Start of Supplied data

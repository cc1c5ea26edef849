//! Designs Repository

use async_trait::async_trait;
use jiff::Timestamp;
use mockall::automock;
use reqwest::{
    Method,
    header::{CONTENT_RANGE, RANGE},
};
use serde::{Deserialize, de::IgnoredAny};
use serde_json::json;

use crate::{
    auth::UserUuid,
    backend::{
        BackendError, PREFER_COUNT_EXACT, PREFER_RETURN_REPRESENTATION, PageRange,
        PostgrestClient, eq_filter, in_filter, parse_total,
    },
    domain::designs::models::{Design, DesignPage, DesignStatus, DesignUuid},
};

const DESIGNS_TABLE: &str = "tattoos";
const REPLENISH_RPC: &str = "replenish_tattoos";

/// Catalog persistence.
#[automock]
#[async_trait]
pub trait DesignsRepository: Send + Sync {
    /// Fetch a window of designs, newest first, with the total count.
    async fn list_designs(&self, range: PageRange) -> Result<DesignPage, BackendError>;

    /// Live status of one design, or `None` when it does not exist.
    async fn get_status(&self, design: DesignUuid) -> Result<Option<DesignStatus>, BackendError>;

    /// Live statuses of several designs in one query. Unknown ids are
    /// absent from the result.
    async fn get_statuses(
        &self,
        designs: Vec<DesignUuid>,
    ) -> Result<Vec<(DesignUuid, DesignStatus)>, BackendError>;

    /// Number of designs currently available.
    async fn count_available(&self) -> Result<u64, BackendError>;

    /// Conditionally mark a design sold to `owner`, only while it is still
    /// available. Returns the number of rows changed (0 or 1).
    async fn mark_sold(
        &self,
        design: DesignUuid,
        owner: UserUuid,
        at: Timestamp,
    ) -> Result<u64, BackendError>;

    /// Ask the backend to generate new designs.
    async fn replenish(&self) -> Result<Vec<Design>, BackendError>;

    /// Every sold design, for reconciliation.
    async fn list_sold(&self) -> Result<Vec<Design>, BackendError>;
}

/// `tattoos` table access over REST.
#[derive(Debug, Clone)]
pub struct RestDesignsRepository {
    client: PostgrestClient,
}

impl RestDesignsRepository {
    #[must_use]
    pub fn new(client: PostgrestClient) -> Self {
        Self { client }
    }
}

#[derive(Deserialize)]
struct StatusRow {
    id: DesignUuid,
    status: DesignStatus,
}

#[async_trait]
impl DesignsRepository for RestDesignsRepository {
    async fn list_designs(&self, range: PageRange) -> Result<DesignPage, BackendError> {
        let request = self
            .client
            .table(Method::GET, DESIGNS_TABLE)
            .query(&[("select", "*"), ("order", "created_at.desc")])
            .header("Range-Unit", "items")
            .header(RANGE, range.header_value())
            .header("Prefer", PREFER_COUNT_EXACT);

        let response = self.client.send(request).await?;

        let total = response
            .headers()
            .get(CONTENT_RANGE)
            .and_then(|value| value.to_str().ok())
            .and_then(parse_total);

        let designs = response.json().await?;

        Ok(DesignPage { designs, total })
    }

    async fn get_status(&self, design: DesignUuid) -> Result<Option<DesignStatus>, BackendError> {
        let request = self
            .client
            .table(Method::GET, DESIGNS_TABLE)
            .query(&[("select", "id,status".to_string()), ("id", eq_filter(design))]);

        let rows: Vec<StatusRow> = self.client.fetch(request).await?;

        Ok(rows.into_iter().next().map(|row| row.status))
    }

    async fn get_statuses(
        &self,
        designs: Vec<DesignUuid>,
    ) -> Result<Vec<(DesignUuid, DesignStatus)>, BackendError> {
        if designs.is_empty() {
            return Ok(Vec::new());
        }

        let request = self
            .client
            .table(Method::GET, DESIGNS_TABLE)
            .query(&[("select", "id,status".to_string()), ("id", in_filter(designs))]);

        let rows: Vec<StatusRow> = self.client.fetch(request).await?;

        Ok(rows.into_iter().map(|row| (row.id, row.status)).collect())
    }

    async fn count_available(&self) -> Result<u64, BackendError> {
        let request = self
            .client
            .table(Method::HEAD, DESIGNS_TABLE)
            .query(&[
                ("select", "id".to_string()),
                ("status", eq_filter(DesignStatus::Available.as_str())),
            ])
            .header("Prefer", PREFER_COUNT_EXACT);

        let response = self.client.send(request).await?;

        response
            .headers()
            .get(CONTENT_RANGE)
            .and_then(|value| value.to_str().ok())
            .and_then(parse_total)
            .ok_or_else(|| {
                BackendError::UnexpectedResponse("count response had no total".to_string())
            })
    }

    async fn mark_sold(
        &self,
        design: DesignUuid,
        owner: UserUuid,
        at: Timestamp,
    ) -> Result<u64, BackendError> {
        let request = self
            .client
            .table(Method::PATCH, DESIGNS_TABLE)
            .query(&[
                ("id", eq_filter(design)),
                ("status", eq_filter(DesignStatus::Available.as_str())),
            ])
            .header("Prefer", PREFER_RETURN_REPRESENTATION)
            .json(&json!({
                "status": DesignStatus::Sold,
                "sold_to_user_id": owner,
                "updated_at": at,
            }));

        let rows: Vec<IgnoredAny> = self.client.fetch(request).await?;

        Ok(rows.len() as u64)
    }

    async fn replenish(&self) -> Result<Vec<Design>, BackendError> {
        let request = self.client.rpc(REPLENISH_RPC).json(&json!({}));

        let created: Option<Vec<Design>> = self.client.fetch(request).await?;

        Ok(created.unwrap_or_default())
    }

    async fn list_sold(&self) -> Result<Vec<Design>, BackendError> {
        let request = self.client.table(Method::GET, DESIGNS_TABLE).query(&[
            ("select", "*".to_string()),
            ("status", eq_filter(DesignStatus::Sold.as_str())),
            ("order", "updated_at.desc".to_string()),
        ]);

        self.client.fetch(request).await
    }
}
//! Typed Uuids

use std::{
    cmp::Ordering,
    fmt::{Debug, Display, Formatter, Result as FmtResult},
    hash::{Hash, Hasher},
    marker::PhantomData,
    str::FromStr,
};

use serde::{Deserialize, Deserializer, Serialize, Serializer};
use uuid::Uuid;

/// A UUID tagged with the entity it identifies, so a design id cannot be
/// passed where a user id is expected.
pub struct TypedUuid<T>(Uuid, PhantomData<T>);

impl<T> TypedUuid<T> {
    /// Generate a fresh time-ordered id.
    #[must_use]
    pub fn new() -> Self {
        Self::from_uuid(Uuid::now_v7())
    }

    #[must_use]
    pub const fn from_uuid(uuid: Uuid) -> Self {
        Self(uuid, PhantomData)
    }

    #[must_use]
    pub const fn into_uuid(self) -> Uuid {
        self.0
    }
}

impl<T> Default for TypedUuid<T> {
    fn default() -> Self {
        Self::new()
    }
}

impl<T> Clone for TypedUuid<T> {
    fn clone(&self) -> Self {
        *self
    }
}

impl<T> Copy for TypedUuid<T> {}

impl<T> Debug for TypedUuid<T> {
    fn fmt(&self, f: &mut Formatter<'_>) -> FmtResult {
        Debug::fmt(&self.0, f)
    }
}

impl<T> Display for TypedUuid<T> {
    fn fmt(&self, f: &mut Formatter<'_>) -> FmtResult {
        Display::fmt(&self.0, f)
    }
}

impl<T> PartialEq for TypedUuid<T> {
    fn eq(&self, other: &Self) -> bool {
        self.0 == other.0
    }
}

impl<T> Eq for TypedUuid<T> {}

impl<T> Hash for TypedUuid<T> {
    fn hash<H: Hasher>(&self, state: &mut H) {
        self.0.hash(state);
    }
}

impl<T> PartialOrd for TypedUuid<T> {
    fn partial_cmp(&self, other: &Self) -> Option<Ordering> {
        Some(self.cmp(other))
    }
}

impl<T> Ord for TypedUuid<T> {
    fn cmp(&self, other: &Self) -> Ordering {
        self.0.cmp(&other.0)
    }
}

impl<T> From<Uuid> for TypedUuid<T> {
    fn from(value: Uuid) -> Self {
        Self::from_uuid(value)
    }
}

impl<T> From<TypedUuid<T>> for Uuid {
    fn from(value: TypedUuid<T>) -> Self {
        value.into_uuid()
    }
}

impl<T> FromStr for TypedUuid<T> {
    type Err = uuid::Error;

    fn from_str(value: &str) -> Result<Self, Self::Err> {
        Uuid::parse_str(value).map(Self::from_uuid)
    }
}

impl<T> Serialize for TypedUuid<T> {
    fn serialize<S: Serializer>(&self, serializer: S) -> Result<S::Ok, S::Error> {
        self.0.serialize(serializer)
    }
}

impl<'de, T> Deserialize<'de> for TypedUuid<T> {
    fn deserialize<D: Deserializer<'de>>(deserializer: D) -> Result<Self, D::Error> {
        Uuid::deserialize(deserializer).map(Self::from_uuid)
    }
}

#[cfg(test)]
mod tests {
    use testresult::TestResult;

    use super::*;

    struct Marker;

    #[test]
    fn parses_and_displays_the_same_uuid() -> TestResult {
        let id: TypedUuid<Marker> = "0191e7b4-8c4e-7a52-9a0e-3c5d2f1b6a77".parse()?;

        assert_eq!(id.to_string(), "0191e7b4-8c4e-7a52-9a0e-3c5d2f1b6a77");

        Ok(())
    }

    #[test]
    fn serializes_as_a_plain_uuid_string() -> TestResult {
        let id = TypedUuid::<Marker>::new();

        let json = serde_json::to_string(&id)?;
        let back: TypedUuid<Marker> = serde_json::from_str(&json)?;

        assert_eq!(json, format!("\"{id}\""));
        assert_eq!(back, id);

        Ok(())
    }
}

End of Supplied data

Exercise requirements: Your task is to copy every line in the entries that holds the string "select".

Result for this exercise:
            .query(&[("select", "*"), ("order", "created_at.desc")])
            .query(&[("select", "id,status".to_string()), ("id", eq_filter(design))]);
            .query(&[("select", "id,status".to_string()), ("id", in_filter(designs))]);
                ("select", "id".to_string()),
            ("select", "*".to_string()),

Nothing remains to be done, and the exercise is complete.